When you reach the line containing "either the previous", stop after it; until then, copy each line of the listing exactly, starting with the first.

═══ Provided records

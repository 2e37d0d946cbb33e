//! Storage trait definitions.

use crate::{CacheKey, CacheRecord};
use backdrop_core::Manifest;
use backdrop_error::BackdropResult;
use std::collections::BTreeSet;

/// Two-tier key→record storage.
///
/// Implementations route every record to the tier named by its key's [`crate::Kind`]
/// and must give at least per-key atomicity: a reader sees either the previous
/// record or the new one, never a mix.
#[async_trait::async_trait]
pub trait BlobStore: Send + Sync {
    /// Read one record.
    ///
    /// Storage errors degrade to `None`; a record whose payload fails its
    /// integrity check also reads as `None`.
    async fn get(&self, key: &CacheKey) -> Option<CacheRecord>;

    /// Insert or replace a record by key.
    ///
    /// # Errors
    ///
    /// Returns an error if the key is empty or storage is unavailable.
    async fn put(&self, record: &CacheRecord) -> BackdropResult<()>;

    /// Remove a record. Removing an absent key succeeds.
    ///
    /// # Errors
    ///
    /// Returns an error if storage is unavailable.
    async fn delete(&self, key: &CacheKey) -> BackdropResult<()>;

    /// Every key across both tiers. Unreadable storage yields an empty set.
    async fn list_keys(&self) -> BTreeSet<CacheKey>;

    /// Full-tier keys whose record holds a confirmed payload.
    async fn list_full_tier_keys(&self) -> BTreeSet<CacheKey>;
}

/// Persistence of the most recently fetched manifest.
#[async_trait::async_trait]
pub trait ManifestStore: Send + Sync {
    /// The persisted manifest, if any. Storage errors degrade to `None`.
    async fn load_manifest(&self) -> Option<Manifest>;

    /// Replace the persisted manifest.
    ///
    /// # Errors
    ///
    /// Returns an error if storage is unavailable.
    async fn save_manifest(&self, manifest: &Manifest) -> BackdropResult<()>;
}

/// A store that holds both the manifest and the blob tiers.
pub trait CacheStore: BlobStore + ManifestStore {}

impl<T: BlobStore + ManifestStore> CacheStore for T {}
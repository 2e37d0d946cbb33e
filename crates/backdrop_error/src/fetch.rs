//! Network fetch error types.

/// Kinds of network fetch errors.
#[derive(Debug, Clone, PartialEq, Eq, Hash, PartialOrd, Ord, derive_more::Display)]
pub enum FetchErrorKind {
    /// No response arrived within the timeout
    #[display("Request to {} timed out after {}ms", url, timeout_ms)]
    Timeout {
        /// Requested URL
        url: String,
        /// Timeout that elapsed
        timeout_ms: u64,
    },
    /// Server answered with a non-2xx status
    #[display("Request to {} failed with HTTP {}", url, status)]
    HttpStatus {
        /// Requested URL
        url: String,
        /// HTTP status code
        status: u16,
    },
    /// Response body could not be parsed
    #[display("Failed to parse response: {}", _0)]
    Parse(String),
    /// Transport-level failure (connection refused, DNS, TLS, body read)
    #[display("Transport failure: {}", _0)]
    Transport(String),
    /// Binary download ran out of attempts
    #[display("Download of {} failed after {} attempts: {}", url, attempts, last)]
    DownloadExhausted {
        /// Requested URL
        url: String,
        /// Number of attempts performed
        attempts: u32,
        /// Message of the last attempt's error
        last: String,
    },
}

/// Fetch error with location tracking.
///
/// # Examples
///
/// ```
/// use backdrop_error::{FetchError, FetchErrorKind};
///
/// let err = FetchError::new(FetchErrorKind::HttpStatus {
///     url: "https://example.com/a.jpg".to_string(),
///     status: 404,
/// });
/// assert!(format!("{}", err).contains("HTTP 404"));
/// ```
#[derive(Debug, Clone, derive_more::Display, derive_more::Error)]
#[display("Fetch Error: {} at line {} in {}", kind, line, file)]
pub struct FetchError {
    /// The kind of error that occurred
    pub kind: FetchErrorKind,
    /// Line number where error was created
    pub line: u32,
    /// File where error was created
    pub file: &'static str,
}

impl FetchError {
    /// Create a new fetch error with automatic location tracking.
    #[track_caller]
    pub fn new(kind: FetchErrorKind) -> Self {
        let location = std::panic::Location::caller();
        Self {
            kind,
            line: location.line(),
            file: location.file(),
        }
    }
}
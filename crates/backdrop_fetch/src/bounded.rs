//! Bounded-concurrency work runner.

use backdrop_error::{BackdropResult, TaskError, TaskErrorKind};
use futures::FutureExt;
use futures::future::join_all;
use std::any::Any;
use std::future::Future;
use std::panic::AssertUnwindSafe;
use std::sync::Mutex;
use tracing::{debug, error};

/// Run `worker` over `items` with at most `concurrency` in flight.
///
/// `max(1, concurrency)` workers pull items from a shared cursor until it is
/// drained. Results come back in input order no matter which item finishes
/// first. A panicking item yields a [`TaskErrorKind::Panicked`] result for that
/// item only; the remaining items still run.
///
/// Workers are futures on the calling task, so nothing is spawned and the
/// worker closure may borrow from the caller.
///
/// # Examples
///
/// ```
/// # #[tokio::main(flavor = "current_thread")]
/// # async fn main() {
/// use backdrop_fetch::run_bounded;
///
/// let results = run_bounded(vec![3, 1, 2], |n| async move { Ok::<_, backdrop_error::BackdropError>(n * 10) }, 2).await;
/// let values: Vec<_> = results.into_iter().map(|r| r.unwrap()).collect();
/// assert_eq!(values, vec![30, 10, 20]);
/// # }
/// ```
pub async fn run_bounded<T, R, F, Fut>(
    items: Vec<T>,
    worker: F,
    concurrency: usize,
) -> Vec<BackdropResult<R>>
where
    F: Fn(T) -> Fut,
    Fut: Future<Output = BackdropResult<R>>,
{
    let total = items.len();
    let lanes = concurrency.max(1).min(total.max(1));
    debug!(total, lanes, "Running bounded work");

    let cursor = Mutex::new(items.into_iter().enumerate());
    let worker = &worker;
    let cursor = &cursor;

    let lane_results = join_all((0..lanes).map(|_| async move {
        let mut finished = Vec::new();
        loop {
            let next = match cursor.lock() {
                Ok(mut items) => items.next(),
                Err(_) => None,
            };
            let Some((index, item)) = next else { break };

            let outcome = AssertUnwindSafe(async { worker(item).await })
                .catch_unwind()
                .await
                .unwrap_or_else(|payload| {
                    let message = panic_message(payload.as_ref());
                    error!(index, message = %message, "Worker panicked");
                    Err(TaskError::new(TaskErrorKind::Panicked { index, message }).into())
                });
            finished.push((index, outcome));
        }
        finished
    }))
    .await;

    let mut slots: Vec<Option<BackdropResult<R>>> = (0..total).map(|_| None).collect();
    for (index, outcome) in lane_results.into_iter().flatten() {
        slots[index] = Some(outcome);
    }
    slots
        .into_iter()
        .map(|slot| {
            slot.unwrap_or_else(|| {
                Err(TaskError::new(TaskErrorKind::Join("item was never run".to_string())).into())
            })
        })
        .collect()
}

fn panic_message(payload: &(dyn Any + Send)) -> String {
    if let Some(s) = payload.downcast_ref::<&str>() {
        (*s).to_string()
    } else if let Some(s) = payload.downcast_ref::<String>() {
        s.clone()
    } else {
        "non-string panic payload".to_string()
    }
}
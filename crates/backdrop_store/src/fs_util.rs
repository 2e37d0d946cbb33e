//! Filesystem helpers shared by the tier store and the user library.

use crate::record::StoredRecord;
use backdrop_error::{StorageError, StorageErrorKind};
use sha2::{Digest, Sha256};
use std::path::{Path, PathBuf};

pub(crate) const META_EXT: &str = "json";
pub(crate) const PAYLOAD_EXT: &str = "bin";

/// Hex SHA-256 of some bytes.
pub(crate) fn compute_digest(data: &[u8]) -> String {
    let mut hasher = Sha256::new();
    hasher.update(data);
    format!("{:x}", hasher.finalize())
}

/// File stem for a raw key. Keys are free-form, so they are hashed.
pub(crate) fn file_stem(raw_key: &str) -> String {
    compute_digest(raw_key.as_bytes())
}

/// Write to a temp file, then rename over the destination.
pub(crate) async fn write_atomic(path: &Path, data: &[u8]) -> Result<(), StorageError> {
    let ext = path
        .extension()
        .map(|e| format!("{}.tmp", e.to_string_lossy()))
        .unwrap_or_else(|| "tmp".to_string());
    let temp_path = path.with_extension(ext);

    tokio::fs::write(&temp_path, data).await.map_err(|e| {
        StorageError::new(StorageErrorKind::FileWrite(format!(
            "{}: {}",
            temp_path.display(),
            e
        )))
    })?;

    tokio::fs::rename(&temp_path, path).await.map_err(|e| {
        StorageError::new(StorageErrorKind::FileWrite(format!(
            "rename {} to {}: {}",
            temp_path.display(),
            path.display(),
            e
        )))
    })
}

/// Remove a file, treating a missing file as success.
pub(crate) async fn remove_if_exists(path: &Path) -> Result<(), StorageError> {
    match tokio::fs::remove_file(path).await {
        Ok(()) => Ok(()),
        Err(e) if e.kind() == std::io::ErrorKind::NotFound => Ok(()),
        Err(e) => Err(StorageError::new(StorageErrorKind::FileWrite(format!(
            "delete {}: {}",
            path.display(),
            e
        )))),
    }
}

/// Read a file, mapping a missing file to `None`.
pub(crate) async fn read_optional(path: &Path) -> Result<Option<Vec<u8>>, StorageError> {
    match tokio::fs::read(path).await {
        Ok(bytes) => Ok(Some(bytes)),
        Err(e) if e.kind() == std::io::ErrorKind::NotFound => Ok(None),
        Err(e) => Err(StorageError::new(StorageErrorKind::FileRead(format!(
            "{}: {}",
            path.display(),
            e
        )))),
    }
}

/// Read and decode record metadata.
pub(crate) async fn read_stored_record(path: &Path) -> Result<Option<StoredRecord>, StorageError> {
    let Some(bytes) = read_optional(path).await? else {
        return Ok(None);
    };
    serde_json::from_slice(&bytes).map(Some).map_err(|e| {
        StorageError::new(StorageErrorKind::Serialization(format!(
            "{}: {}",
            path.display(),
            e
        )))
    })
}

/// Every decodable record in a tier directory, with its metadata path.
///
/// Undecodable files are logged and skipped.
pub(crate) async fn list_stored_records(
    dir: &Path,
) -> Result<Vec<(PathBuf, StoredRecord)>, StorageError> {
    let mut entries = match tokio::fs::read_dir(dir).await {
        Ok(entries) => entries,
        Err(e) if e.kind() == std::io::ErrorKind::NotFound => return Ok(Vec::new()),
        Err(e) => {
            return Err(StorageError::new(StorageErrorKind::FileRead(format!(
                "{}: {}",
                dir.display(),
                e
            ))));
        }
    };

    let mut records = Vec::new();
    loop {
        let entry = entries.next_entry().await.map_err(|e| {
            StorageError::new(StorageErrorKind::FileRead(format!("{}: {}", dir.display(), e)))
        })?;
        let Some(entry) = entry else { break };
        let path = entry.path();
        if path.extension().and_then(|e| e.to_str()) != Some(META_EXT) {
            continue;
        }
        match read_stored_record(&path).await {
            Ok(Some(record)) => records.push((path, record)),
            Ok(None) => {}
            Err(e) => tracing::warn!(path = %path.display(), error = %e, "Skipping unreadable record"),
        }
    }
    Ok(records)
}
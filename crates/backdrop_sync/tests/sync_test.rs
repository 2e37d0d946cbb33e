//! Tests for the sync pass.

mod test_utils;

use backdrop_core::MediaType;
use backdrop_store::{
    BlobStore, CacheKey, CacheRecord, FileSystemBlobStore, ManifestStore, MemoryBlobStore,
    RecordStatus,
};
use backdrop_sync::Synchronizer;
use std::sync::Arc;
use tempfile::TempDir;
use test_utils::{
    FlakyStore, MockCdn, entry, full_url, manifest, preview_url, test_config,
};

fn catalog(version: &str) -> backdrop_core::Manifest {
    manifest(
        version,
        vec![
            entry("img-1", "1", MediaType::Image),
            entry("img-2", "1", MediaType::Image),
        ],
        vec![entry("vid-1", "1", MediaType::Video)],
    )
}

fn synchronizer<S>(store: Arc<S>, cdn: Arc<MockCdn>) -> Synchronizer<S, MockCdn>
where
    S: backdrop_store::CacheStore + 'static,
{
    Synchronizer::new(store, cdn, test_config()).unwrap()
}

#[tokio::test]
async fn test_first_pass_downloads_previews_and_warms_first_of_each_type() {
    let store = Arc::new(MemoryBlobStore::new());
    let cdn = Arc::new(MockCdn::serving(catalog("10")));
    let sync = synchronizer(store.clone(), cdn.clone());

    let report = sync.run_pass().await.unwrap();

    assert_eq!(report.manifest_version, "10");
    assert_eq!(report.previews.len(), 3);
    assert_eq!(report.warmed.len(), 2);
    assert_eq!(report.failed(), 0);

    for id in ["img-1", "img-2", "vid-1"] {
        let record = store.get(&CacheKey::preview(id)).await.unwrap();
        assert!(record.is_ok());
        assert_eq!(record.payload.unwrap(), preview_url(id).into_bytes());
    }
    let full = store.list_full_tier_keys().await;
    assert!(full.contains(&CacheKey::full("img-1")));
    assert!(full.contains(&CacheKey::full("vid-1")));
    assert!(!full.contains(&CacheKey::full("img-2")));

    assert_eq!(store.load_manifest().await.unwrap().version, "10");
}

#[tokio::test]
async fn test_second_pass_with_same_manifest_downloads_nothing() {
    let store = Arc::new(MemoryBlobStore::new());
    let cdn = Arc::new(MockCdn::serving(catalog("10")));
    let sync = synchronizer(store.clone(), cdn.clone());

    sync.run_pass().await.unwrap();
    let before = cdn.asset_requests();

    let report = sync.run_pass().await.unwrap();
    assert_eq!(report.attempted(), 0);
    assert_eq!(report.skipped, 3);
    assert_eq!(cdn.asset_requests(), before);
}

#[tokio::test]
async fn test_version_bump_downloads_exactly_that_preview() {
    let store = Arc::new(MemoryBlobStore::new());
    let cdn = Arc::new(MockCdn::serving(catalog("10")));
    let sync = synchronizer(store.clone(), cdn.clone());
    sync.run_pass().await.unwrap();

    let mut bumped = catalog("11");
    bumped.images[1].version = "2".to_string();
    cdn.publish(bumped);

    let report = sync.run_pass().await.unwrap();
    assert_eq!(report.previews.len(), 1);
    assert_eq!(report.previews[0].key, CacheKey::preview("img-2"));
    assert_eq!(report.warmed.len(), 0);
    assert_eq!(cdn.requests_for(&preview_url("img-2")), 2);

    let record = store.get(&CacheKey::preview("img-2")).await.unwrap();
    assert_eq!(record.version.as_deref(), Some("2"));
}

#[tokio::test]
async fn test_removed_entry_loses_both_records() {
    let store = Arc::new(MemoryBlobStore::new());
    let cdn = Arc::new(MockCdn::serving(catalog("10")));
    let sync = synchronizer(store.clone(), cdn.clone());
    sync.run_pass().await.unwrap();

    // Give img-2 a full payload too, as an on-demand fetch would
    store
        .put(&CacheRecord::stored(CacheKey::full("img-2"), None, vec![1, 2, 3]))
        .await
        .unwrap();

    cdn.publish(manifest(
        "11",
        vec![entry("img-1", "1", MediaType::Image)],
        vec![entry("vid-1", "1", MediaType::Video)],
    ));
    let report = sync.run_pass().await.unwrap();

    assert_eq!(report.pruned, vec!["img-2".to_string()]);
    assert!(store.get(&CacheKey::preview("img-2")).await.is_none());
    assert!(store.get(&CacheKey::full("img-2")).await.is_none());
    assert!(store.get(&CacheKey::preview("img-1")).await.is_some());
}

#[tokio::test]
async fn test_orphaned_full_record_is_pruned() {
    let store = Arc::new(MemoryBlobStore::new());
    store
        .put(&CacheRecord::stored(CacheKey::full("ghost"), None, vec![0]))
        .await
        .unwrap();
    let cdn = Arc::new(MockCdn::serving(catalog("10")));

    let report = synchronizer(store.clone(), cdn).run_pass().await.unwrap();
    assert_eq!(report.pruned, vec!["ghost".to_string()]);
    assert!(store.get(&CacheKey::full("ghost")).await.is_none());
    assert!(store.list_keys().await.iter().all(|key| key.asset_id() != "ghost"));
}

#[tokio::test]
async fn test_network_failure_is_recorded_and_retried_next_pass() {
    let store = Arc::new(MemoryBlobStore::new());
    let cdn = Arc::new(MockCdn::serving(catalog("10")));
    cdn.fail(&preview_url("img-2"));
    let sync = synchronizer(store.clone(), cdn.clone());

    let report = sync.run_pass().await.unwrap();
    assert_eq!(report.failed(), 1);
    let failure = report.downloads().find(|d| !d.is_ok()).unwrap();
    assert_eq!(failure.key, CacheKey::preview("img-2"));
    assert!(failure.is_network_failure());
    // Attempts stay within the retry budget
    assert_eq!(cdn.requests_for(&preview_url("img-2")), 2);

    let record = store.get(&CacheKey::preview("img-2")).await.unwrap();
    assert_eq!(record.status, RecordStatus::Failed);
    assert!(record.error_message.unwrap().contains("503"));

    cdn.heal(&preview_url("img-2"));
    let report = sync.run_pass().await.unwrap();
    assert_eq!(report.previews.len(), 1);
    assert!(report.previews[0].is_ok());
    assert!(store.get(&CacheKey::preview("img-2")).await.unwrap().is_ok());
}

#[tokio::test]
async fn test_storage_failure_is_distinct_from_network_failure() {
    let store = Arc::new(FlakyStore::default());
    store.set_fail_puts(true);
    let cdn = Arc::new(MockCdn::serving(manifest(
        "10",
        vec![entry("img-1", "1", MediaType::Image)],
        vec![],
    )));

    let report = synchronizer(store.clone(), cdn).run_pass().await.unwrap();

    assert_eq!(report.attempted(), 2);
    for outcome in report.downloads() {
        assert!(outcome.is_storage_failure(), "{:?}", outcome);
        assert!(!outcome.is_network_failure());
    }
    // The manifest itself was still persisted
    assert!(store.load_manifest().await.is_some());
}

#[tokio::test]
async fn test_manifest_failure_leaves_store_untouched() {
    let store = Arc::new(MemoryBlobStore::new());
    let cdn = Arc::new(MockCdn::serving(catalog("10")));
    let sync = synchronizer(store.clone(), cdn.clone());
    sync.run_pass().await.unwrap();
    let keys_before = store.list_keys().await;

    cdn.publish(manifest("11", vec![], vec![]));
    cdn.fail_manifest(500);

    let err = sync.run_pass().await.unwrap_err();
    assert!(err.is_network());
    assert_eq!(store.load_manifest().await.unwrap().version, "10");
    assert_eq!(store.list_keys().await, keys_before);

    // Fire-and-forget form swallows the error
    sync.sync().await;
}

#[tokio::test]
async fn test_invalid_entries_are_skipped() {
    let store = Arc::new(MemoryBlobStore::new());
    let mut broken = entry("img-x", "1", MediaType::Image);
    broken.preview_url.clear();
    let mut nameless = entry("", "1", MediaType::Image);
    nameless.id.clear();
    let cdn = Arc::new(MockCdn::serving(manifest(
        "10",
        vec![broken, nameless, entry("img-1", "1", MediaType::Image)],
        vec![],
    )));

    let report = synchronizer(store.clone(), cdn).run_pass().await.unwrap();
    assert_eq!(report.invalid, 2);
    assert_eq!(report.previews.len(), 1);
    assert!(store.get(&CacheKey::preview("img-x")).await.is_none());
}

#[tokio::test]
async fn test_spawned_pass_can_be_awaited() {
    let store = Arc::new(MemoryBlobStore::new());
    let cdn = Arc::new(MockCdn::serving(catalog("10")));
    let sync = synchronizer(store.clone(), cdn);

    let handle = sync.spawn_sync();
    let report = handle.join().await.unwrap();
    assert_eq!(report.previews.len(), 3);
    assert_eq!(store.list_keys().await.len(), 5);
}

#[tokio::test]
async fn test_filesystem_store_survives_restart_without_redownload() {
    let temp_dir = TempDir::new().unwrap();
    let cdn = Arc::new(MockCdn::serving(catalog("10")));

    {
        let store = Arc::new(FileSystemBlobStore::open(temp_dir.path()).await);
        synchronizer(store, cdn.clone()).run_pass().await.unwrap();
    }
    let before = cdn.asset_requests();

    let store = Arc::new(FileSystemBlobStore::open(temp_dir.path()).await);
    let report = synchronizer(store.clone(), cdn.clone()).run_pass().await.unwrap();

    assert_eq!(report.attempted(), 0);
    assert_eq!(cdn.asset_requests(), before);
    assert_eq!(
        store.get(&CacheKey::full("img-1")).await.unwrap().payload.unwrap(),
        full_url("img-1").into_bytes()
    );
}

══════

__Task output__:
repository 2e37d0d946cbb33e
//! Storage trait definitions.

use crate::{CacheKey, CacheRecord};
use backdrop_core::Manifest;
use backdrop_error::BackdropResult;
use std::collections::BTreeSet;

/// Two-tier key→record storage.
///
/// Implementations route every record to the tier named by its key's [`crate::Kind`]
/// and must give at least per-key atomicity: a reader sees either the previous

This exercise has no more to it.